Here are some other details:
- 44.5 percent of the homes surrounding Cook County are underwater, according to the council documents.
- Since the housing bubble burst, local homeowners have lost more than $37 billion in equity, and Chicago has tried a number of approaches to address that.
- As the council documents describe it, the current proposal in California involves using eminent domain powers to purchase underwater mortgages, write them down to fair market value and then write a new mortgage with “a much reduced principal and monthly payment.”
- “The plan recognizes that the best way to keep troubled homeowners in their homes is by reducing the principal on their mortgages, thus lowering their debt burdens and more closely aligning their mortgages with the true value of their homes,” the document states.
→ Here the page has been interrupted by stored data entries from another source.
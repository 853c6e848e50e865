//! Ingestion queue: bounded buffer between the platform read loop and the
//! workers.
//!
//! `enqueue` never blocks: when the buffer is full the configured
//! [`ShedPolicy`] decides which event goes, and the loss is counted.
//! `dequeue` parks a worker until an item arrives or the queue is closed.
//!
//! Ordering: items leave in the order they were accepted, and every accepted
//! event carries a strictly increasing sequence number, so per-channel order
//! can always be reconstructed by a consumer that wants it.

use std::collections::VecDeque;
use std::sync::{Arc, Mutex, MutexGuard, PoisonError};
use std::time::Duration;

use streamchat_config::ShedPolicy;
use streamchat_core::ChatEvent;
use streamchat_telemetry::{Counter, PipelineMetrics};
use tokio::sync::Notify;
use tokio::time::Instant;
use tracing::debug;

/// A buffered event plus the moment it was accepted.
#[derive(Debug, Clone)]
pub struct QueueItem {
    pub event: ChatEvent,
    pub enqueued_at: Instant,
}

impl QueueItem {
    /// Time spent since the event was accepted.
    pub fn age(&self) -> Duration {
        self.enqueued_at.elapsed()
    }
}

/// Result of offering an event to the queue.
#[derive(Debug, Clone, Copy, PartialEq, Eq)]
pub enum EnqueueOutcome {
    /// Buffered with this sequence number.
    Accepted { sequence: u64 },
    /// Buffered, and the oldest item was shed to make room.
    AcceptedEvictingOldest { sequence: u64, evicted: u64 },
    /// Queue full under `reject_newest`.
    Rejected,
    /// Queue already closed.
    Closed,
}

impl EnqueueOutcome {
    pub fn is_accepted(&self) -> bool {
        matches!(
            self,
            Self::Accepted { .. } | Self::AcceptedEvictingOldest { .. }
        )
    }

    /// Sequence number assigned to the new event, if it was accepted.
    pub fn sequence(&self) -> Option<u64> {
        match self {
            Self::Accepted { sequence } | Self::AcceptedEvictingOldest { sequence, .. } => {
                Some(*sequence)
            }
            Self::Rejected | Self::Closed => None,
        }
    }
}

#[derive(Debug, Default)]
struct QueueState {
    items: VecDeque<QueueItem>,
    next_sequence: u64,
    closed: bool,
}

/// Bounded multi-producer, multi-consumer event buffer.
pub struct IngestionQueue {
    state: Mutex<QueueState>,
    available: Notify,
    capacity: usize,
    policy: ShedPolicy,
    metrics: Arc<PipelineMetrics>,
}

impl IngestionQueue {
    /// Create a queue. `capacity` is clamped to at least 1.
    pub fn new(capacity: usize, policy: ShedPolicy, metrics: Arc<PipelineMetrics>) -> Self {
        Self {
            state: Mutex::new(QueueState {
                items: VecDeque::with_capacity(capacity.max(1)),
                next_sequence: 1,
                closed: false,
            }),
            available: Notify::new(),
            capacity: capacity.max(1),
            policy,
            metrics,
        }
    }

    fn lock(&self) -> MutexGuard<'_, QueueState> {
        self.state.lock().unwrap_or_else(PoisonError::into_inner)
    }

    /// Offer an event without blocking. Stamps the sequence number on accept.
    pub fn enqueue(&self, mut event: ChatEvent) -> EnqueueOutcome {
        let outcome = {
            let mut state = self.lock();

            if state.closed {
                self.metrics.incr(Counter::EventsDropped);
                return EnqueueOutcome::Closed;
            }

            let mut evicted = None;
            if state.items.len() >= self.capacity {
                match self.policy {
                    ShedPolicy::RejectNewest => {
                        self.metrics.incr(Counter::EventsDropped);
                        debug!(channel = %event.channel, "Queue full, rejecting newest event");
                        return EnqueueOutcome::Rejected;
                    }
                    ShedPolicy::DropOldest => {
                        if let Some(old) = state.items.pop_front() {
                            self.metrics.incr(Counter::EventsDropped);
                            debug!(
                                channel = %old.event.channel,
                                sequence = old.event.sequence,
                                "Queue full, shed oldest event"
                            );
                            evicted = Some(old.event.sequence);
                        }
                    }
                }
            }

            let sequence = state.next_sequence;
            state.next_sequence += 1;
            event.sequence = sequence;
            state.items.push_back(QueueItem {
                event,
                enqueued_at: Instant::now(),
            });
            self.metrics.incr(Counter::EventsAccepted);

            match evicted {
                Some(evicted) => EnqueueOutcome::AcceptedEvictingOldest { sequence, evicted },
                None => EnqueueOutcome::Accepted { sequence },
            }
        };

        self.available.notify_one();
        outcome
    }

    /// Wait for the next item. Returns `None` once the queue is closed and
    /// drained.
    pub async fn dequeue(&self) -> Option<QueueItem> {
        self.dequeue_with(|item| item).await
    }

    /// Like [`IngestionQueue::dequeue`], but hands the item to `claim` while
    /// the queue is still locked. Whatever `claim` records therefore happens
    /// in acceptance order across all consumers. `claim` must not block and
    /// must not touch this queue.
    pub async fn dequeue_with<R>(&self, mut claim: impl FnMut(QueueItem) -> R) -> Option<R> {
        loop {
            let notified = self.available.notified();
            tokio::pin!(notified);
            // Register interest before looking, so a push between the check
            // and the await is not missed.
            notified.as_mut().enable();

            {
                let mut state = self.lock();
                if let Some(item) = state.items.pop_front() {
                    if !state.items.is_empty() {
                        // Let another idle worker pick up the rest.
                        self.available.notify_one();
                    }
                    return Some(claim(item));
                }
                if state.closed {
                    return None;
                }
            }

            notified.await;
        }
    }

    /// Take the next item if one is buffered.
    pub fn try_dequeue(&self) -> Option<QueueItem> {
        self.lock().items.pop_front()
    }

    /// Stop accepting events and wake every parked worker. Buffered items can
    /// still be dequeued.
    pub fn close(&self) {
        self.lock().closed = true;
        self.available.notify_waiters();
    }

    pub fn is_closed(&self) -> bool {
        self.lock().closed
    }

    pub fn len(&self) -> usize {
        self.lock().items.len()
    }

    pub fn is_empty(&self) -> bool {
        self.len() == 0
    }

    pub fn capacity(&self) -> usize {
        self.capacity
    }

    pub fn policy(&self) -> ShedPolicy {
        self.policy
    }
}

#[cfg(test)]
mod tests {
    use super::*;

    fn queue(capacity: usize, policy: ShedPolicy) -> (IngestionQueue, Arc<PipelineMetrics>) {
        let metrics = Arc::new(PipelineMetrics::new());
        (IngestionQueue::new(capacity, policy, metrics.clone()), metrics)
    }

    fn ev(text: &str) -> ChatEvent {
        ChatEvent::message("#chan", "alice", text)
    }

    fn drain(q: &IngestionQueue) -> Vec<String> {
        std::iter::from_fn(|| q.try_dequeue())
            .map(|i| i.event.text)
            .collect()
    }

    #[test]
    fn drop_oldest_keeps_newest_three() {
        let (q, metrics) = queue(3, ShedPolicy::DropOldest);
        for i in 1..=5 {
            assert!(q.enqueue(ev(&format!("E{i}"))).is_accepted());
        }
        assert_eq!(drain(&q), vec!["E3", "E4", "E5"]);
        assert_eq!(metrics.get(Counter::EventsAccepted), 5);
        assert_eq!(metrics.get(Counter::EventsDropped), 2);
    }

    #[test]
    fn reject_newest_keeps_first_three() {
        let (q, metrics) = queue(3, ShedPolicy::RejectNewest);
        let outcomes: Vec<_> = (1..=5).map(|i| q.enqueue(ev(&format!("E{i}")))).collect();
        assert!(outcomes[..3].iter().all(EnqueueOutcome::is_accepted));
        assert_eq!(outcomes[3], EnqueueOutcome::Rejected);
        assert_eq!(outcomes[4], EnqueueOutcome::Rejected);
        assert_eq!(drain(&q), vec!["E1", "E2", "E3"]);
        assert_eq!(metrics.get(Counter::EventsAccepted), 3);
        assert_eq!(metrics.get(Counter::EventsDropped), 2);
    }

    #[test]
    fn eviction_reports_the_shed_sequence() {
        let (q, _) = queue(1, ShedPolicy::DropOldest);
        let first = q.enqueue(ev("a"));
        let second = q.enqueue(ev("b"));
        assert_eq!(first, EnqueueOutcome::Accepted { sequence: 1 });
        assert_eq!(
            second,
            EnqueueOutcome::AcceptedEvictingOldest {
                sequence: 2,
                evicted: 1
            }
        );
    }

    #[test]
    fn sequences_increase_in_acceptance_order() {
        let (q, _) = queue(10, ShedPolicy::DropOldest);
        for i in 0..4 {
            q.enqueue(ev(&i.to_string()));
        }
        let seqs: Vec<u64> = std::iter::from_fn(|| q.try_dequeue())
            .map(|i| i.event.sequence)
            .collect();
        assert_eq!(seqs, vec![1, 2, 3, 4]);
    }

    #[test]
    fn closed_queue_refuses_and_counts() {
        let (q, metrics) = queue(3, ShedPolicy::DropOldest);
        q.close();
        assert_eq!(q.enqueue(ev("late")), EnqueueOutcome::Closed);
        assert_eq!(metrics.get(Counter::EventsDropped), 1);
        assert!(q.is_empty());
    }

    #[tokio::test]
    async fn dequeue_waits_for_enqueue() {
        let metrics = Arc::new(PipelineMetrics::new());
        let q = Arc::new(IngestionQueue::new(4, ShedPolicy::DropOldest, metrics));

        let consumer = {
            let q = q.clone();
            tokio::spawn(async move { q.dequeue().await })
        };
        tokio::task::yield_now().await;
        q.enqueue(ev("hello"));

        let item = consumer.await.unwrap().unwrap();
        assert_eq!(item.event.text, "hello");
        assert_eq!(item.event.sequence, 1);
    }

    #[tokio::test]
    async fn close_wakes_parked_workers() {
        let metrics = Arc::new(PipelineMetrics::new());
        let q = Arc::new(IngestionQueue::new(4, ShedPolicy::DropOldest, metrics));

        let workers: Vec<_> = (0..3)
            .map(|_| {
                let q = q.clone();
                tokio::spawn(async move { q.dequeue().await })
            })
            .collect();
        tokio::task::yield_now().await;
        q.close();

        for w in workers {
            assert!(w.await.unwrap().is_none());
        }
    }

    #[tokio::test]
    async fn close_still_drains_buffered_items() {
        let (q, _) = queue(4, ShedPolicy::DropOldest);
        q.enqueue(ev("one"));
        q.enqueue(ev("two"));
        q.close();
        assert_eq!(q.dequeue().await.unwrap().event.text, "one");
        assert_eq!(q.dequeue().await.unwrap().event.text, "two");
        assert!(q.dequeue().await.is_none());
    }

    #[tokio::test]
    async fn claims_run_in_acceptance_order() {
        let (q, _) = queue(8, ShedPolicy::DropOldest);
        for i in 1..=3 {
            q.enqueue(ev(&format!("E{i}")));
        }
        let claimed = Mutex::new(Vec::new());
        for _ in 0..3 {
            q.dequeue_with(|item| claimed.lock().unwrap().push(item.event.sequence))
                .await
                .unwrap();
        }
        assert_eq!(*claimed.lock().unwrap(), vec![1, 2, 3]);
        q.close();
        assert!(q.dequeue_with(|_| ()).await.is_none());
    }

    #[tokio::test(start_paused = true)]
    async fn item_age_tracks_clock() {
        let (q, _) = queue(4, ShedPolicy::DropOldest);
        q.enqueue(ev("x"));
        tokio::time::advance(Duration::from_secs(3)).await;
        let item = q.dequeue().await.unwrap();
        assert!(item.age() >= Duration::from_secs(3));
    }
}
Such a policy, the document concludes, could “save homeowners substantial money, reduce the risk of foreclosures, help people remain in their homes, and revitalize our local economy,” because, as it states, “renegotiation of underwater mortgages by the private sector has been nearly nonexistent.”
Vince Milito, the president of the Staub Milito Group at Coldwell Banker, said eminent domain is an incredibly complex topic, and one prone to unintended consequences.
“It’s a potentially dangerous thing,” he said, adding such an approach could incentivize some homeowners to manipulate their mortgages, qualify for reductions, and get away with a lower principal and monthly payment. And furthermore, homeowners with “real hardships,” as he put it, would be unlikely to retain their homes with a new mortgage; such is their inability to pay that even with a reduced principal, they would still default.
Milito said the distressed market has been looking better in recent months, and without any government regulations or policies, which is how he sees the market ultimately recovering.
“Some of this stuff has to clean itself up without government regulation,” he said. “I don’t think they’re going to be able to fix it.”
And any burdensome government policy could risk delaying that natural cleansing, and a 12-month process would suddenly become a 24-month process.
So what’s your take? Does history tell us that such approaches are necessary, or will such policies get in the market’s way?